(Beginning of Extracted records)
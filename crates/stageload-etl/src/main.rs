//! stageload - staging table refresh tool

use std::path::PathBuf;

use clap::{Parser, Subcommand};
use stageload_common::logging::{init_logging, LogConfig, LogLevel};
use stageload_etl::config::EtlConfig;
use stageload_etl::{copy, pipeline};
use tracing::{error, info};

#[derive(Parser, Debug)]
#[command(name = "stageload")]
#[command(author, version, about = "Delimited-extract loader for relational staging tables")]
struct Cli {
    #[command(subcommand)]
    command: Command,

    /// Verbose output
    #[arg(short, long, global = true)]
    verbose: bool,
}

#[derive(Subcommand, Debug)]
enum Command {
    /// Refresh every staging table from the configured data directory
    Run {
        /// Directory holding the input extracts (overrides STAGELOAD_DATA_DIR)
        #[arg(long)]
        data_dir: Option<PathBuf>,
    },

    /// Export a table to a CSV file
    Export {
        /// Source table as schema.table
        #[arg(long)]
        table: String,

        /// Output CSV path
        #[arg(long)]
        output: PathBuf,
    },

    /// Create an emptied structural copy of a table
    Copy {
        /// Source table as schema.table
        #[arg(long)]
        table: String,

        /// Target table as schema.table
        #[arg(long)]
        target: String,
    },

    /// Import a CSV file into an existing table
    Import {
        /// Input CSV path
        #[arg(long)]
        file: PathBuf,

        /// Target table as schema.table
        #[arg(long)]
        table: String,
    },
}

#[tokio::main]
async fn main() {
    let cli = Cli::parse();

    let level = if cli.verbose {
        LogLevel::Debug
    } else {
        LogLevel::Info
    };
    let base = LogConfig {
        level,
        ..LogConfig::default()
    };
    // Environment variables take precedence over CLI-derived defaults.
    let log_config = LogConfig::from_env(base.clone()).unwrap_or(base);

    if let Err(err) = init_logging(&log_config) {
        eprintln!("failed to initialize logging: {err}");
        std::process::exit(1);
    }

    if let Err(err) = run(cli).await {
        error!(error = %err, "terminating with error");
        std::process::exit(1);
    }
}

async fn run(cli: Cli) -> stageload_common::Result<()> {
    let mut config = EtlConfig::load()?;

    match cli.command {
        Command::Run { data_dir } => {
            if let Some(dir) = data_dir {
                config.data_dir = dir;
            }
            pipeline::run(&config).await
        },
        Command::Export { table, output } => {
            let mut conn = pipeline::connect(&config.database).await?;
            let rows = copy::export_table(&mut conn, &table, &output).await?;
            info!(rows, output = %output.display(), "export finished");
            Ok(())
        },
        Command::Copy { table, target } => {
            let mut conn = pipeline::connect(&config.database).await?;
            copy::create_table_copy(&mut conn, &table, &target).await
        },
        Command::Import { file, table } => {
            let mut conn = pipeline::connect(&config.database).await?;
            let rows = copy::import_csv(&mut conn, &file, &table).await?;
            info!(rows, table = %table, "import finished");
            Ok(())
        },
    }
}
(End of Extracted records)
■ What you have to do
Give every entry again, exactly as it reads.

■ Task response
filename crates/stageload-etl/src/main.rs
//! stageload - staging table refresh tool

use std::path::PathBuf;

use clap::{Parser, Subcommand};
use stageload_common::logging::{init_logging, LogConfig, LogLevel};
use stageload_etl::config::EtlConfig;
use stageload_etl::{copy, pipeline};
use tracing::{error, info};

#[derive(Parser, Debug)]
#[command(name = "stageload")]
#[command(author, version, about = "Delimited-extract loader for relational staging tables")]
struct Cli {
    #[command(subcommand)]
    command: Command,

    /// Verbose output
    #[arg(short, long, global = true)]
    verbose: bool,
}

#[derive(Subcommand, Debug)]
enum Command {
    /// Refresh every staging table from the configured data directory
    Run {
        /// Directory holding the input extracts (overrides STAGELOAD_DATA_DIR)
        #[arg(long)]
        data_dir: Option<PathBuf>,
    },

    /// Export a table to a CSV file
    Export {
        /// Source table as schema.table
        #[arg(long)]
        table: String,

        /// Output CSV path
        #[arg(long)]
        output: PathBuf,
    },

    /// Create an emptied structural copy of a table
    Copy {
        /// Source table as schema.table
        #[arg(long)]
        table: String,

        /// Target table as schema.table
        #[arg(long)]
        target: String,
    },

    /// Import a CSV file into an existing table
    Import {
        /// Input CSV path
        #[arg(long)]
        file: PathBuf,

        /// Target table as schema.table
        #[arg(long)]
        table: String,
    },
}

#[tokio::main]
async fn main() {
    let cli = Cli::parse();

    let level = if cli.verbose {
        LogLevel::Debug
    } else {
        LogLevel::Info
    };
    let base = LogConfig {
        level,
        ..LogConfig::default()
    };
    // Environment variables take precedence over CLI-derived defaults.
    let log_config = LogConfig::from_env(base.clone()).unwrap_or(base);

    if let Err(err) = init_logging(&log_config) {
        eprintln!("failed to initialize logging: {err}");
        std::process::exit(1);
    }

    if let Err(err) = run(cli).await {
        error!(error = %err, "terminating with error");
        std::process::exit(1);
    }
}

async fn run(cli: Cli) -> stageload_common::Result<()> {
    let mut config = EtlConfig::load()?;

    match cli.command {
        Command::Run { data_dir } => {
            if let Some(dir) = data_dir {
                config.data_dir = dir;
            }
            pipeline::run(&config).await
        },
        Command::Export { table, output } => {
            let mut conn = pipeline::connect(&config.database).await?;
            let rows = copy::export_table(&mut conn, &table, &output).await?;
            info!(rows, output = %output.display(), "export finished");
            Ok(())
        },
        Command::Copy { table, target } => {
            let mut conn = pipeline::connect(&config.database).await?;
            copy::create_table_copy(&mut conn, &table, &target).await
        },
        Command::Import { file, table } => {
            let mut conn = pipeline::connect(&config.database).await?;
            let rows = copy::import_csv(&mut conn, &file, &table).await?;
            info!(rows, table = %table, "import finished");
            Ok(())
        },
    }
}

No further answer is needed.